Wheat (Triticum aestivum L.) is one of the three major global food crops. High-temperature stress can affect its yield and quality. Studies of the effect of high-temperature stress on wheat kernel development are important because they can reveal the stability of wheat quality and lead to the genetic improvement of wheat quality traits. In this study, the isobaric tags for relative and absolute quantitation (iTRAQ) method was adopted to analyze changes in the protein expression profile of wheat cultivars under high temperature stress. The protein content of wheat grain increased under heat stress, while the SDS-sedimentation value and starch content decreased. Grain filling was deficient under high temperature stress, which reduced thousand-kernel weight but did not affect wheat kernel length. The 207 differentially expressed proteins identified in Gaocheng 8901 under heat stress were associated with energy metabolism, growth and development, and stress response. Gene Ontology enrichment analysis showed that the annotated proteins that were differentially expressed in Gaocheng 8901 under heat stress were involved mainly in stimulus response, abiotic stress response, stress response, and plasma membrane. A set of 78 differentially expressed proteins were assigned to 83 KEGG signaling/metabolic pathways.

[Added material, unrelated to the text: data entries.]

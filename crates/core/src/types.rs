use serde::{Deserialize, Serialize};
use std::fmt;
use std::str::FromStr;

/// Kind of interactive process a session drives.
#[derive(Debug, Clone, Copy, Serialize, Deserialize, PartialEq, Eq, Hash)]
pub enum AgentType {
    #[serde(rename = "claude-code")]
    ClaudeCode,
}

impl AgentType {
    pub fn as_str(&self) -> &'static str {
        match self {
            AgentType::ClaudeCode => "claude-code",
        }
    }
}

impl fmt::Display for AgentType {
    fn fmt(&self, f: &mut fmt::Formatter<'_>) -> fmt::Result {
        f.write_str(self.as_str())
    }
}

impl FromStr for AgentType {
    type Err = String;

    fn from_str(s: &str) -> Result<Self, Self::Err> {
        match s.trim() {
            "claude-code" => Ok(AgentType::ClaudeCode),
            other => Err(other.to_string()),
        }
    }
}

/// Lifecycle status of a managed session.
#[derive(Debug, Clone, Copy, Serialize, Deserialize, PartialEq, Eq, Hash)]
#[serde(rename_all = "snake_case")]
pub enum AgentStatus {
    Pending,
    Initializing,
    Running,
    NeedsApproval,
    Completed,
    Failed,
    Cancelled,
}

impl AgentStatus {
    /// Active sessions count against the pool's concurrency cap.
    pub fn is_active(&self) -> bool {
        matches!(
            self,
            AgentStatus::Pending
                | AgentStatus::Initializing
                | AgentStatus::Running
                | AgentStatus::NeedsApproval
        )
    }

    pub fn is_terminal(&self) -> bool {
        !self.is_active()
    }

    pub fn as_str(&self) -> &'static str {
        match self {
            AgentStatus::Pending => "pending",
            AgentStatus::Initializing => "initializing",
            AgentStatus::Running => "running",
            AgentStatus::NeedsApproval => "needs_approval",
            AgentStatus::Completed => "completed",
            AgentStatus::Failed => "failed",
            AgentStatus::Cancelled => "cancelled",
        }
    }
}

impl fmt::Display for AgentStatus {
    fn fmt(&self, f: &mut fmt::Formatter<'_>) -> fmt::Result {
        f.write_str(self.as_str())
    }
}

/// The three ways a session can end.
#[derive(Debug, Clone, Copy, Serialize, Deserialize, PartialEq, Eq, Hash)]
#[serde(rename_all = "snake_case")]
pub enum TerminalStatus {
    Completed,
    Failed,
    Cancelled,
}

impl From<TerminalStatus> for AgentStatus {
    fn from(status: TerminalStatus) -> Self {
        match status {
            TerminalStatus::Completed => AgentStatus::Completed,
            TerminalStatus::Failed => AgentStatus::Failed,
            TerminalStatus::Cancelled => AgentStatus::Cancelled,
        }
    }
}

impl TerminalStatus {
    /// Narrow a registry status back to a terminal one, if it is terminal.
    pub fn from_status(status: AgentStatus) -> Option<Self> {
        match status {
            AgentStatus::Completed => Some(TerminalStatus::Completed),
            AgentStatus::Failed => Some(TerminalStatus::Failed),
            AgentStatus::Cancelled => Some(TerminalStatus::Cancelled),
            _ => None,
        }
    }
}

/// Per-session options supplied with a spawn request.
#[derive(Debug, Clone, Serialize, Deserialize, PartialEq)]
#[serde(rename_all = "camelCase")]
pub struct SessionOptions {
    #[serde(default = "default_auto_approve")]
    pub auto_approve: bool,
    /// Wall-clock execution timeout in milliseconds.
    #[serde(default, skip_serializing_if = "Option::is_none")]
    pub timeout: Option<u64>,
    #[serde(default)]
    pub stream_output: bool,
}

fn default_auto_approve() -> bool {
    true
}

impl Default for SessionOptions {
    fn default() -> Self {
        Self {
            auto_approve: default_auto_approve(),
            timeout: None,
            stream_output: false,
        }
    }
}

/// Immutable record produced once when a session terminates.
#[derive(Debug, Clone, Serialize, Deserialize, PartialEq)]
#[serde(rename_all = "camelCase")]
pub struct SessionResult {
    pub agent_id: String,
    pub status: TerminalStatus,
    #[serde(skip_serializing_if = "Option::is_none")]
    pub result: Option<String>,
    #[serde(skip_serializing_if = "Option::is_none")]
    pub error: Option<String>,
    pub execution_time_ms: u64,
    pub logs: Vec<String>,
    #[serde(default)]
    pub output_tail: Vec<String>,
}

/// Terminal state inferred by the classifier.
#[derive(Debug, Clone, Copy, Serialize, Deserialize, PartialEq, Eq)]
#[serde(rename_all = "snake_case")]
pub enum ObservedState {
    Initializing,
    Ready,
    Working,
    NeedsApproval,
    Completed,
    Error,
}

/// Control action recommended by the classifier.
#[derive(Debug, Clone, Copy, Serialize, Deserialize, PartialEq, Eq)]
#[serde(rename_all = "snake_case")]
pub enum ObserverAction {
    Wait,
    SendApproval,
    SendRejection,
    ReportComplete,
    ReportError,
}

/// One structured read of the terminal, consumed immediately by a controller.
#[derive(Debug, Clone, Serialize, Deserialize, PartialEq)]
pub struct Observation {
    pub state: ObservedState,
    pub confidence: f32,
    pub action: ObserverAction,
    #[serde(default, skip_serializing_if = "Option::is_none")]
    pub summary: Option<String>,
    #[serde(default, skip_serializing_if = "Option::is_none")]
    pub error: Option<String>,
}

impl Observation {
    pub fn new(state: ObservedState, confidence: f32, action: ObserverAction) -> Self {
        Self {
            state,
            confidence,
            action,
            summary: None,
            error: None,
        }
    }

    pub fn with_summary(mut self, summary: impl Into<String>) -> Self {
        self.summary = Some(summary.into());
        self
    }

    pub fn with_error(mut self, error: impl Into<String>) -> Self {
        self.error = Some(error.into());
        self
    }
}

/// Origin of a log line.
#[derive(Debug, Clone, Copy, Serialize, Deserialize, PartialEq, Eq)]
#[serde(rename_all = "lowercase")]
pub enum LogKind {
    Stdout,
    Stderr,
    Status,
    Note,
}

#[derive(Debug, Clone, Serialize, Deserialize, PartialEq)]
pub struct LogEntry {
    #[serde(rename = "type")]
    pub kind: LogKind,
    pub content: String,
    /// Unix timestamp in milliseconds.
    pub timestamp: i64,
}

impl LogEntry {
    pub fn new(kind: LogKind, content: impl Into<String>) -> Self {
        Self {
            kind,
            content: content.into(),
            timestamp: chrono::Utc::now().timestamp_millis(),
        }
    }

    pub fn note(content: impl Into<String>) -> Self {
        Self::new(LogKind::Note, content)
    }
}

KEGG pathway enrichment analysis showed that this set of proteins was significantly enriched in members of 51 pathways, and the proteins participated mainly in protein synthesis in the endoplasmic reticulum, starch and sucrose metabolism, and reaction on ribosomes. Five differentially expressed proteins were involved in protein–protein interaction networks that may greatly influence the yield and quality of wheat grain. In wheat, high-temperature stress leads to a variety of effects on protein expression and may ultimately cause changes in yield and quality.